Record set START

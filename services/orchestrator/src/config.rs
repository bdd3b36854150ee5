use std::path::PathBuf;
use std::time::Duration;

use anyhow::{bail, Context, Result};

use crate::state::PipelineSettings;

#[derive(Clone, Debug)]
pub struct AppConfig {
    pub ledger_path: PathBuf,

    pub llm_base_url: Option<String>,
    pub llm_model: String,
    pub classify_timeout_secs: u64,

    pub persist_retries: u32,
    pub persist_backoff_ms: u64,
    pub max_concurrent_runs: usize,
    pub max_kpis: usize,
}

impl AppConfig {
    pub fn from_env() -> Result<Self> {
        Self::from_lookup(|key| std::env::var(key).ok())
    }

    /// Build from any key lookup; `from_env` passes the process environment.
    pub fn from_lookup<F>(lookup: F) -> Result<Self>
    where
        F: Fn(&str) -> Option<String>,
    {
        let ledger_path = lookup("LEDGER_PATH")
            .map(PathBuf::from)
            .unwrap_or_else(|| PathBuf::from("data/autobi_ledger.bin"));

        let llm_base_url = lookup("LLM_BASE_URL").filter(|v| !v.trim().is_empty());
        let llm_model = lookup("LLM_MODEL").unwrap_or_else(|| "default".to_string());

        let classify_timeout_secs = parse(&lookup, "CLASSIFY_TIMEOUT_SECS", 30)?;
        let persist_retries = parse(&lookup, "PERSIST_RETRIES", 3)?;
        let persist_backoff_ms = parse(&lookup, "PERSIST_BACKOFF_MS", 50)?;
        let max_concurrent_runs = parse(&lookup, "MAX_CONCURRENT_RUNS", 2)?;
        let max_kpis = parse(&lookup, "MAX_KPIS", agents::kpi::DEFAULT_MAX_KPIS)?;

        // Tiny sanity checks (fail fast, fail loud)
        if let Some(url) = &llm_base_url {
            if !url.starts_with("http://") && !url.starts_with("https://") {
                bail!("LLM_BASE_URL must start with http:// or https://");
            }
        }
        if classify_timeout_secs == 0 {
            bail!("CLASSIFY_TIMEOUT_SECS must be at least 1");
        }
        if persist_retries == 0 {
            bail!("PERSIST_RETRIES must be at least 1");
        }
        if max_concurrent_runs == 0 {
            bail!("MAX_CONCURRENT_RUNS must be at least 1");
        }
        if max_kpis == 0 {
            bail!("MAX_KPIS must be at least 1");
        }

        Ok(Self {
            ledger_path,
            llm_base_url,
            llm_model,
            classify_timeout_secs,
            persist_retries,
            persist_backoff_ms,
            max_concurrent_runs,
            max_kpis,
        })
    }

    pub fn settings(&self) -> PipelineSettings {
        PipelineSettings {
            classify_timeout: Duration::from_secs(self.classify_timeout_secs),
            persist_retries: self.persist_retries,
            persist_backoff: Duration::from_millis(self.persist_backoff_ms),
            max_concurrent_runs: self.max_concurrent_runs,
            max_kpis: self.max_kpis,
        }
    }
}

fn parse<F, T>(lookup: &F, key: &str, default: T) -> Result<T>
where
    F: Fn(&str) -> Option<String>,
    T: std::str::FromStr,
    T::Err: std::error::Error + Send + Sync + 'static,
{
    match lookup(key) {
        Some(raw) => raw
            .trim()
            .parse()
            .with_context(|| format!("Invalid value for env var {key}: {raw}")),
        None => Ok(default),
    }
}
//! Small numeric helpers shared by the profiler and the strategist.

use tabular::{value, ColumnType, Dataset};

/// Values of `column` that coerce to its declared type, as floats.
pub fn numeric_values(ds: &Dataset, column: &str, ty: ColumnType) -> Vec<f64> {
    ds.values(column)
        .filter(|v| value::coerces_to(v, ty))
        .filter_map(value::as_f64)
        .collect()
}

/// Quantile with linear interpolation between closest ranks. `sorted` must be ascending.
pub fn quantile(sorted: &[f64], q: f64) -> Option<f64> {
    if sorted.is_empty() {
        return None;
    }
    let pos = q.clamp(0.0, 1.0) * (sorted.len() - 1) as f64;
    let lo = pos.floor() as usize;
    let hi = pos.ceil() as usize;
    let frac = pos - lo as f64;
    Some(sorted[lo] + (sorted[hi] - sorted[lo]) * frac)
}

#[derive(Clone, Copy, Debug, PartialEq)]
pub struct IqrBounds {
    pub q1: f64,
    pub q3: f64,
    pub lower: f64,
    pub upper: f64,
}

pub fn iqr_bounds(values: &[f64]) -> Option<IqrBounds> {
    let mut sorted = values.to_vec();
    sorted.sort_by(|a, b| a.total_cmp(b));
    let q1 = quantile(&sorted, 0.25)?;
    let q3 = quantile(&sorted, 0.75)?;
    let iqr = q3 - q1;
    Some(IqrBounds {
        q1,
        q3,
        lower: q1 - 1.5 * iqr,
        upper: q3 + 1.5 * iqr,
    })
}

pub fn mean(values: &[f64]) -> Option<f64> {
    if values.is_empty() {
        None
    } else {
        Some(values.iter().sum::<f64>() / values.len() as f64)
    }
}

/// Sample standard deviation (n - 1); needs at least two values.
pub fn std_dev(values: &[f64]) -> Option<f64> {
    if values.len() < 2 {
        return None;
    }
    let m = mean(values)?;
    let var = values.iter().map(|v| (v - m).powi(2)).sum::<f64>() / (values.len() - 1) as f64;
    Some(var.sqrt())
}

/// Adjusted Fisher-Pearson skewness. `None` below three values or for a constant column.
pub fn skewness(values: &[f64]) -> Option<f64> {
    let n = values.len();
    if n < 3 {
        return None;
    }
    let m = mean(values)?;
    let nf = n as f64;
    let m2 = values.iter().map(|v| (v - m).powi(2)).sum::<f64>() / nf;
    let m3 = values.iter().map(|v| (v - m).powi(3)).sum::<f64>() / nf;
    if m2 <= f64::EPSILON {
        return None;
    }
    let g1 = m3 / m2.powf(1.5);
    Some(g1 * (nf * (nf - 1.0)).sqrt() / (nf - 2.0))
}

/// Pearson correlation of paired samples. `None` when either side is constant.
pub fn pearson(pairs: &[(f64, f64)]) -> Option<f64> {
    if pairs.len() < 2 {
        return None;
    }
    let n = pairs.len() as f64;
    let mx = pairs.iter().map(|p| p.0).sum::<f64>() / n;
    let my = pairs.iter().map(|p| p.1).sum::<f64>() / n;
    let (mut sxy, mut sxx, mut syy) = (0.0, 0.0, 0.0);
    for (x, y) in pairs {
        sxy += (x - mx) * (y - my);
        sxx += (x - mx).powi(2);
        syy += (y - my).powi(2);
    }
    if sxx <= f64::EPSILON || syy <= f64::EPSILON {
        return None;
    }
    Some((sxy / (sxx * syy).sqrt()).clamp(-1.0, 1.0))
}

pub fn round2(x: f64) -> f64 {
    (x * 100.0).round() / 100.0
}

pub fn round3(x: f64) -> f64 {
    (x * 1000.0).round() / 1000.0
}

/// `part / whole * 100`, or 0 for an empty whole.
pub fn pct(part: usize, whole: usize) -> f64 {
    if whole == 0 {
        0.0
    } else {
        part as f64 / whole as f64 * 100.0
    }
}
use std::collections::BTreeMap;

use agents::domain::DOMAINS;
use agents::{CapabilityAnswer, ClassificationCapability, ClassificationContext};
use anyhow::{anyhow, Context};
use async_trait::async_trait;
use serde::Deserialize;

#[derive(Debug, Clone, serde::Serialize, serde::Deserialize)]
pub struct ProviderInfo {
    pub name: String,
    pub base_url: String,
    pub model: String,
}

#[async_trait]
pub trait LLMProvider: Send + Sync {
    async fn complete(&self, prompt: &str) -> anyhow::Result<String>;
    async fn ping(&self) -> anyhow::Result<()>;
    fn info(&self) -> ProviderInfo;
}

/// Domain classification backed by a chat-completion model.
pub struct LlmDomainCapability<P> {
    provider: P,
}

impl<P: LLMProvider> LlmDomainCapability<P> {
    pub fn new(provider: P) -> Self {
        Self { provider }
    }

    pub fn provider(&self) -> &P {
        &self.provider
    }
}

pub fn build_prompt(ctx: &ClassificationContext) -> anyhow::Result<String> {
    let payload = serde_json::to_string_pretty(ctx).context("serialize classification context")?;
    Ok(format!(
        "You are a business data analyst. Classify the dataset described below into exactly one \
         business domain from this list: {domains}.\n\
         Answer with a single JSON object and nothing else:\n\
         {{\"primary_domain\": \"<domain>\", \"confidence\": <0..1>, \"domain_scores\": {{\"<domain>\": <0..1>}}}}\n\n\
         Dataset:\n{payload}",
        domains = DOMAINS.join(", "),
    ))
}

#[derive(Debug, Deserialize)]
struct LlmAnswer {
    #[serde(alias = "domain")]
    primary_domain: String,
    confidence: f64,
    #[serde(default)]
    domain_scores: BTreeMap<String, f64>,
}

/// Pull the JSON object out of a completion, tolerating prose or code fences
/// around it.
pub fn parse_answer(text: &str) -> anyhow::Result<CapabilityAnswer> {
    let start = text.find('{').ok_or_else(|| anyhow!("no JSON object in completion"))?;
    let end = text.rfind('}').ok_or_else(|| anyhow!("no JSON object in completion"))?;
    if end < start {
        return Err(anyhow!("malformed JSON object in completion"));
    }
    let answer: LlmAnswer =
        serde_json::from_str(&text[start..=end]).context("malformed classification answer")?;
    Ok(CapabilityAnswer {
        domain: answer.primary_domain,
        confidence: answer.confidence,
        secondary: answer.domain_scores.into_iter().collect(),
    })
}

#[async_trait]
impl<P: LLMProvider> ClassificationCapability for LlmDomainCapability<P> {
    fn name(&self) -> &str {
        "llm"
    }

    async fn classify(&self, ctx: &ClassificationContext) -> anyhow::Result<CapabilityAnswer> {
        let prompt = build_prompt(ctx)?;
        let completion = self.provider.complete(&prompt).await?;
        parse_answer(&completion)
    }
}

Record set END

Above are the records; repeat exactly the lines from the one holding "an empty whole." down to the one holding "pub fn parse_answer(text: &str)", end lines included.

/// `part / whole * 100`, or 0 for an empty whole.
pub fn pct(part: usize, whole: usize) -> f64 {
    if whole == 0 {
        0.0
    } else {
        part as f64 / whole as f64 * 100.0
    }
}
use std::collections::BTreeMap;

use agents::domain::DOMAINS;
use agents::{CapabilityAnswer, ClassificationCapability, ClassificationContext};
use anyhow::{anyhow, Context};
use async_trait::async_trait;
use serde::Deserialize;

#[derive(Debug, Clone, serde::Serialize, serde::Deserialize)]
pub struct ProviderInfo {
    pub name: String,
    pub base_url: String,
    pub model: String,
}

#[async_trait]
pub trait LLMProvider: Send + Sync {
    async fn complete(&self, prompt: &str) -> anyhow::Result<String>;
    async fn ping(&self) -> anyhow::Result<()>;
    fn info(&self) -> ProviderInfo;
}

/// Domain classification backed by a chat-completion model.
pub struct LlmDomainCapability<P> {
    provider: P,
}

impl<P: LLMProvider> LlmDomainCapability<P> {
    pub fn new(provider: P) -> Self {
        Self { provider }
    }

    pub fn provider(&self) -> &P {
        &self.provider
    }
}

pub fn build_prompt(ctx: &ClassificationContext) -> anyhow::Result<String> {
    let payload = serde_json::to_string_pretty(ctx).context("serialize classification context")?;
    Ok(format!(
        "You are a business data analyst. Classify the dataset described below into exactly one \
         business domain from this list: {domains}.\n\
         Answer with a single JSON object and nothing else:\n\
         {{\"primary_domain\": \"<domain>\", \"confidence\": <0..1>, \"domain_scores\": {{\"<domain>\": <0..1>}}}}\n\n\
         Dataset:\n{payload}",
        domains = DOMAINS.join(", "),
    ))
}

#[derive(Debug, Deserialize)]
struct LlmAnswer {
    #[serde(alias = "domain")]
    primary_domain: String,
    confidence: f64,
    #[serde(default)]
    domain_scores: BTreeMap<String, f64>,
}

/// Pull the JSON object out of a completion, tolerating prose or code fences
/// around it.
pub fn parse_answer(text: &str) -> anyhow::Result<CapabilityAnswer> {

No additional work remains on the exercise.